Contrôle
vs propriété
La « société de propriété » est
fondée sur l'idée qu'une personne voue une attention et un
soin bien plus grands à ses propres affaires qu'aux affaires d'autrui.
Nous pouvons effectivement tous constater que, lorsque nous sommes propriétaires
d'un bien, nous nous en occupons mieux que lorsque nous ne le sommes pas.
Ce raisonnement logique est, dans une « société
de propriété », étendu à
la sphère politique. Puisque l'homme politique gère des biens
sur lesquels il n'a, par essence, aucun droit de propriété,
il se retrouve en situation d'irresponsabilité et n'est pas incité
à s'en occuper au mieux. Il faut donc, dès que possible,
laisser la gestion des biens à leurs propriétaires naturels.
Ainsi, dans une « société de propriété
», chacun prend le contrôle de sa propre destinée
et comme ce sont des éléments essentiels de leur vie,
les patients contrôlent leur assurance-maladie, les parents
choisissent l'éducation de leurs enfants et les employés
constituent librement leur retraite. La « société
de propriété » est donc, intrinsèquement,
une société de liberté.
Dans une « société de contrôle », à
l'inverse, les dirigeants politiques entretiennent l'idée que les
individus sont des êtres égoïstes et irrationnels. Le
simple citoyen est dès lors incapable de gérer lui-même
sa propre vie. Les élus, en revanche, obtiennent, par la magie de
l'élection, une intelligence et une lucidité telles qu'ils
savent, eux, ce qui est bon pour lui. Mais dans une telle société,
l'individu abandonne la plupart de ses pouvoirs et se déresponsabilise.

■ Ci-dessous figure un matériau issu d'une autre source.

//! P2P traffic collector.
//!
//! Drains the tracer's event stream on a short cadence, logs one row per
//! observed wire message, and keeps an in-memory per-peer aggregate with a
//! bounded ring of recent messages.

use std::collections::{HashMap, VecDeque};
use std::time::Duration;

use tokio::sync::mpsc;
use tokio::time::timeout;
use tokio_util::sync::CancellationToken;
use tracing::{debug, info};

use crate::tracer::{Direction, EventSource, TraceEvent};

use super::error::CollectError;
use super::{Collector, CollectorSpec, Observation};

const FIELDS: &[&str] = &[
    "peer_id",
    "peer_conn_type",
    "peer_addr",
    "flow",
    "msg_type",
    "size",
];

pub const DEFAULT_FREQUENCY_SECS: u64 = 5;

/// How long to block waiting for the first event of a cycle.
const RECV_WAIT: Duration = Duration::from_millis(50);

/// Per-peer ring depth for recently seen messages.
const RECENT_MESSAGES: usize = 25;

/// Running aggregate for one peer.
#[derive(Debug, Default)]
pub struct PeerRecord {
    pub addr: String,
    pub conn_type: String,
    pub inbound_msgs: u64,
    pub outbound_msgs: u64,
    pub inbound_bytes: u64,
    pub outbound_bytes: u64,
    recent: VecDeque<TraceEvent>,
}

impl PeerRecord {
    fn record(&mut self, event: &TraceEvent) {
        self.addr = event.peer_addr.clone();
        self.conn_type = event.peer_conn_type.clone();
        match event.direction {
            Direction::Inbound => {
                self.inbound_msgs += 1;
                self.inbound_bytes += event.msg_size;
            }
            Direction::Outbound => {
                self.outbound_msgs += 1;
                self.outbound_bytes += event.msg_size;
            }
        }
        if self.recent.len() == RECENT_MESSAGES {
            self.recent.pop_front();
        }
        self.recent.push_back(event.clone());
    }

    /// Recently seen messages, oldest first, at most [`RECENT_MESSAGES`].
    pub fn recent(&self) -> impl Iterator<Item = &TraceEvent> {
        self.recent.iter()
    }
}

pub struct TrafficCollector<S: EventSource> {
    spec: CollectorSpec,
    source: S,
    cancel: CancellationToken,
    events: Option<mpsc::Receiver<TraceEvent>>,
    peers: HashMap<u64, PeerRecord>,
}

impl<S: EventSource> TrafficCollector<S> {
    pub fn new(
        source: S,
        frequency_secs: u64,
        cancel: CancellationToken,
    ) -> Result<Self, CollectError> {
        Ok(Self {
            spec: CollectorSpec::new("net", frequency_secs, FIELDS)?,
            source,
            cancel,
            events: None,
            peers: HashMap::new(),
        })
    }

    /// Per-peer aggregates built up since startup. Peers are never evicted.
    pub fn peers(&self) -> &HashMap<u64, PeerRecord> {
        &self.peers
    }

    fn record(&mut self, event: TraceEvent) {
        self.peers.entry(event.peer_id).or_default().record(&event);
    }
}

impl<S: EventSource> Collector for TrafficCollector<S> {
    type Raw = Vec<TraceEvent>;

    fn spec(&self) -> &CollectorSpec {
        &self.spec
    }

    async fn acquire(&mut self) -> Result<Self::Raw, CollectError> {
        if self.events.is_none() {
            let rx = self
                .source
                .start(self.cancel.clone())
                .await
                .map_err(|err| {
                    CollectError::Configuration(format!("starting message tracer: {err:#}"))
                })?;
            info!("message tracer attached");
            self.events = Some(rx);
        }
        let rx = self.events.as_mut().expect("receiver just installed");

        let mut batch = Vec::new();
        // Block briefly for the first event, then drain whatever is queued.
        match timeout(RECV_WAIT, rx.recv()).await {
            Ok(Some(event)) => batch.push(event),
            Ok(None) => {
                return Err(CollectError::Transient(
                    "tracer event channel closed".to_string(),
                ))
            }
            Err(_) => {}
        }
        while let Ok(event) = rx.try_recv() {
            batch.push(event);
        }

        debug!(events = batch.len(), peers = self.peers.len(), "drained trace events");
        for event in &batch {
            self.record(event.clone());
        }
        Ok(batch)
    }

    fn format(&self, timestamp: &str, raw: Self::Raw) -> Vec<Observation> {
        raw.into_iter()
            .map(|event| {
                let mut obs = Observation::new(timestamp);
                obs.set("peer_id", event.peer_id);
                obs.set("peer_conn_type", event.peer_conn_type);
                obs.set("peer_addr", event.peer_addr);
                obs.set("flow", event.direction.as_str());
                obs.set("msg_type", event.msg_type);
                obs.set("size", event.msg_size);
                obs
            })
            .collect()
    }
}

#[cfg(test)]
mod tests {
    use serde_json::json;

    use super::*;

    struct ChannelSource {
        rx: Option<mpsc::Receiver<TraceEvent>>,
    }

    impl EventSource for ChannelSource {
        async fn start(
            &mut self,
            _cancel: CancellationToken,
        ) -> anyhow::Result<mpsc::Receiver<TraceEvent>> {
            self.rx.take().ok_or_else(|| anyhow::anyhow!("already started"))
        }
    }

    struct FailingSource;

    impl EventSource for FailingSource {
        async fn start(
            &mut self,
            _cancel: CancellationToken,
        ) -> anyhow::Result<mpsc::Receiver<TraceEvent>> {
            anyhow::bail!("no probe points in target binary")
        }
    }

    fn event(peer_id: u64, direction: Direction, msg_type: &str, size: u64) -> TraceEvent {
        TraceEvent {
            peer_id,
            peer_addr: format!("198.51.100.{peer_id}:8333"),
            peer_conn_type: "outbound-full-relay".to_string(),
            msg_type: msg_type.to_string(),
            msg_size: size,
            direction,
        }
    }

    fn collector_with_events(
        events: Vec<TraceEvent>,
    ) -> (TrafficCollector<ChannelSource>, mpsc::Sender<TraceEvent>) {
        let (tx, rx) = mpsc::channel(256);
        for ev in events {
            tx.try_send(ev).expect("channel capacity");
        }
        let collector =
            TrafficCollector::new(ChannelSource { rx: Some(rx) }, 5, CancellationToken::new())
                .expect("valid collector");
        (collector, tx)
    }

    #[tokio::test]
    async fn test_aggregates_counts_and_bytes_per_peer() {
        let n_in = 7u64;
        let m_out = 4u64;
        let mut events = Vec::new();
        for _ in 0..n_in {
            events.push(event(3, Direction::Inbound, "inv", 100));
        }
        for _ in 0..m_out {
            events.push(event(3, Direction::Outbound, "getdata", 40));
        }
        events.push(event(9, Direction::Inbound, "ping", 8));

        let (mut collector, _tx) = collector_with_events(events);
        let batch = collector.acquire().await.expect("acquire");
        assert_eq!(batch.len() as u64, n_in + m_out + 1);

        let peer = &collector.peers()[&3];
        assert_eq!(peer.inbound_msgs, n_in);
        assert_eq!(peer.outbound_msgs, m_out);
        assert_eq!(peer.inbound_bytes, n_in * 100);
        assert_eq!(peer.outbound_bytes, m_out * 40);
        assert_eq!(peer.recent().count() as u64, n_in + m_out);

        let other = &collector.peers()[&9];
        assert_eq!(other.inbound_msgs, 1);
        assert_eq!(other.inbound_bytes, 8);
    }

    #[tokio::test]
    async fn test_recent_ring_is_bounded_and_ordered() {
        let total = RECENT_MESSAGES + 10;
        let events: Vec<_> = (0..total)
            .map(|i| event(1, Direction::Inbound, "tx", i as u64))
            .collect();

        let (mut collector, _tx) = collector_with_events(events);
        collector.acquire().await.expect("acquire");

        let peer = &collector.peers()[&1];
        let sizes: Vec<u64> = peer.recent().map(|e| e.msg_size).collect();
        assert_eq!(sizes.len(), RECENT_MESSAGES);
        // Oldest entries were dropped; the survivors keep arrival order.
        let expected: Vec<u64> = (10..total as u64).collect();
        assert_eq!(sizes, expected);
        // Counters are not affected by ring eviction.
        assert_eq!(peer.inbound_msgs, total as u64);
    }

    #[tokio::test]
    async fn test_format_one_row_per_message() {
        let (mut collector, _tx) = collector_with_events(vec![
            event(2, Direction::Inbound, "headers", 2000),
            event(2, Direction::Outbound, "getheaders", 700),
        ]);
        let batch = collector.acquire().await.expect("acquire");
        let rows = collector.format("2024-01-01T00:00:00Z", batch);

        assert_eq!(rows.len(), 2);
        assert_eq!(rows[0].get("flow"), Some(&json!("in")));
        assert_eq!(rows[0].get("msg_type"), Some(&json!("headers")));
        assert_eq!(rows[0].get("size"), Some(&json!(2000)));
        assert_eq!(rows[1].get("flow"), Some(&json!("out")));
        assert_eq!(rows[1].get("peer_id"), Some(&json!(2)));
    }

    #[tokio::test]
    async fn test_empty_cycle_yields_no_rows() {
        let (tx, rx) = mpsc::channel(1);
        let mut collector =
            TrafficCollector::new(ChannelSource { rx: Some(rx) }, 5, CancellationToken::new())
                .expect("valid collector");

        let batch = collector.acquire().await.expect("acquire");
        assert!(batch.is_empty());
        assert!(collector.peers().is_empty());
        drop(tx);
    }

    #[tokio::test]
    async fn test_closed_channel_is_transient() {
        let (tx, rx) = mpsc::channel::<TraceEvent>(1);
        drop(tx);
        let mut collector =
            TrafficCollector::new(ChannelSource { rx: Some(rx) }, 5, CancellationToken::new())
                .expect("valid collector");

        let err = collector.acquire().await.unwrap_err();
        assert!(matches!(err, CollectError::Transient(_)));
    }

    #[tokio::test]
    async fn test_source_start_failure_is_configuration() {
        let mut collector =
            TrafficCollector::new(FailingSource, 5, CancellationToken::new())
                .expect("valid collector");

        let err = collector.acquire().await.unwrap_err();
        assert!(matches!(err, CollectError::Configuration(_)));
        assert!(!err.is_restartable());
    }
}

Le politique, quant à lui, demeure détaché de tout
lien de propriété et n'est donc pas plus responsable. Inévitablement,
la mauvaise gestion s'installe et l'arbitraire prend le pas sur la liberté.
Dans une « société de propriété »,
l'action humaine est respectée. L’homme n’est ni un surhomme ni
un incapable chronique. Chacun a ses qualités, ses défauts,
chacun se trompe, apprend de ses erreurs et se responsabilise. L'État
considère que l'argent gagné par les citoyens est leur
propriété et qu'il sera mieux géré par
eux-mêmes que par ses propres agents. La pression fiscale est donc
limitée et, inéluctablement, la capacité d'épargne
grandit, l'investissement augmente, l'innovation et l'effort sont stimulés
et le chômage se résorbe.
À l'opposé, dans une « société de contrôle
», la propriété est vidée de son contenu
par la réglementation et par une trop forte pression fiscale. Les
gains que chacun perçoit du fait de son travail et de ses choix
sont, en grande partie, captés par des machines coûteuses
et déresponsabilisées. Dès lors, la capacité
d'épargne diminue, l'investissement est sanctionné, l'innovation
et l'effort sont pénalisés et le chômage s'accroît.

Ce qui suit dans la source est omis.